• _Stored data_
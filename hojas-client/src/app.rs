use std::sync::Arc;

use common::error::HsResult;
use hojas_common::Credentials;

use crate::{
    config::ClientSettings,
    http::{ApiClient, ApiTransport},
    router::{Navigator, Router},
    routes::{
        Location, NavigationError, NavigationTarget, RouteTable, LANDING_PATH, REDIRECT_QUERY,
    },
    stores::{
        auth::AuthStore, configuracion::ConfiguracionStore, notas_buenas::NotasBuenasStore,
        personal::PersonalStore,
    },
};

/// Every store of the application plus the router, sharing one transport
pub struct App<T> {
    pub auth: AuthStore<T>,
    pub notas_buenas: NotasBuenasStore<T>,
    pub personal: PersonalStore<T>,
    pub configuracion: ConfiguracionStore<T>,
    pub router: Router,
}

impl App<ApiClient> {
    /// Build the application against the backend described by `settings`. Returns once the
    /// session has been verified, so the router is ready for guarded navigation.
    /// # Errors
    /// This function will return an error if the HTTP client cannot be built from `settings`
    pub async fn bootstrap(settings: &ClientSettings) -> HsResult<Self> {
        let api = Arc::new(ApiClient::new(settings)?);
        log::info!("Connecting to {}", api.base_url());
        Ok(Self::with_transport(api, RouteTable::standard()?).await)
    }
}

impl<T: ApiTransport> App<T> {
    pub async fn with_transport(api: Arc<T>, routes: RouteTable) -> Self {
        let auth = AuthStore::new(api.clone());
        let resolved = auth.resolve().await;
        let router = Router::new(routes, auth.subscribe(), resolved);
        Self {
            auth,
            notas_buenas: NotasBuenasStore::new(api.clone()),
            personal: PersonalStore::new(api.clone()),
            configuracion: ConfiguracionStore::new(api),
            router,
        }
    }

    /// Initial navigation to `path`
    /// # Errors
    /// This function will return an error if `path` matches no route
    pub fn start(&self, path: &str) -> Result<Location, NavigationError> {
        self.router.push(path.into())
    }

    /// Log in and, when the session is established, go back to the path the guard interrupted
    /// (or the landing page)
    /// # Errors
    /// This function will return the error of [AuthStore::login]
    pub async fn login(&self, credentials: &Credentials) -> HsResult<bool> {
        let logged_in = self.auth.login(credentials).await?;
        if !logged_in {
            return Ok(false);
        }
        let destination = self
            .router
            .current()
            .and_then(|location| location.query.get(REDIRECT_QUERY).cloned())
            .unwrap_or_else(|| LANDING_PATH.to_owned());
        match self.router.push(NavigationTarget::from(destination)) {
            Ok(_) | Err(NavigationError::Duplicated(_)) => {}
            Err(error) => log::warn!("Could not return after login. {error}"),
        }
        Ok(true)
    }

    pub async fn logout(&self) {
        self.auth.logout(&self.router).await;
    }
}
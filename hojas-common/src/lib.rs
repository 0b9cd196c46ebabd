//! Records exchanged with the Hojas de Servicio backend. Every record keeps the attributes it does
//! not model in a flattened map so nothing the backend sends is lost on a round trip.

use serde::{Deserialize, Serialize};
use serde_json::{Map, Value};

#[derive(Debug, Clone, Serialize, Deserialize)]
pub struct Credentials {
    pub email: String,
    pub password: String,
}

#[derive(Debug, Clone, PartialEq, Serialize, Deserialize)]
pub struct User {
    pub id: i64,
    #[serde(default)]
    pub name: String,
    #[serde(default)]
    pub email: String,
    #[serde(flatten)]
    pub attributes: Map<String, Value>,
}

/// A good-conduct note ("nota buena") as returned by the backend
#[derive(Debug, Clone, PartialEq, Serialize, Deserialize)]
pub struct NotaBuena {
    pub id: i64,
    #[serde(flatten)]
    pub attributes: Map<String, Value>,
}

/// Payload submitted to create a [NotaBuena]. The backend owns validation, so the client passes
/// the form fields through untouched.
#[derive(Debug, Clone, Default, PartialEq, Serialize, Deserialize)]
#[serde(transparent)]
pub struct NuevaNotaBuena(pub Map<String, Value>);

impl NuevaNotaBuena {
    pub fn new() -> Self {
        Self::default()
    }

    pub fn with<K: Into<String>, V: Into<Value>>(mut self, key: K, value: V) -> Self {
        self.0.insert(key.into(), value.into());
        self
    }
}

/// Member of the personnel roster
#[derive(Debug, Clone, PartialEq, Serialize, Deserialize)]
pub struct Personal {
    pub id: i64,
    #[serde(flatten)]
    pub attributes: Map<String, Value>,
}

/// Global settings shared by every service sheet
#[derive(Debug, Clone, Default, PartialEq, Serialize, Deserialize)]
pub struct Configuracion {
    #[serde(default)]
    pub jefe_rh_predeterminado_id: Option<i64>,
    #[serde(default)]
    pub hoja_membretada_url: Option<String>,
    #[serde(flatten)]
    pub attributes: Map<String, Value>,
}

/// Laravel paginator envelope. Only `data` is guaranteed; the rest is present on
/// length-aware pages.
#[derive(Debug, Clone, Serialize, Deserialize)]
pub struct Paginated<T> {
    pub data: Vec<T>,
    #[serde(default)]
    pub current_page: Option<u64>,
    #[serde(default)]
    pub last_page: Option<u64>,
    #[serde(default)]
    pub per_page: Option<u64>,
    #[serde(default)]
    pub total: Option<u64>,
}

/// Paging position of the last fetched page
#[derive(Debug, Clone, Copy, Default, PartialEq, Eq)]
pub struct PageInfo {
    pub current_page: Option<u64>,
    pub last_page: Option<u64>,
    pub per_page: Option<u64>,
    pub total: Option<u64>,
}

impl<T> Paginated<T> {
    /// Split the envelope into its records and the paging position
    pub fn into_parts(self) -> (Vec<T>, PageInfo) {
        let info = PageInfo {
            current_page: self.current_page,
            last_page: self.last_page,
            per_page: self.per_page,
            total: self.total,
        };
        (self.data, info)
    }
}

• _Your objective_
Search the entries for "ClientSettings" and copy each matching line.

• _Your solution_
    config::ClientSettings,
    pub async fn bootstrap(settings: &ClientSettings) -> HsResult<Self> {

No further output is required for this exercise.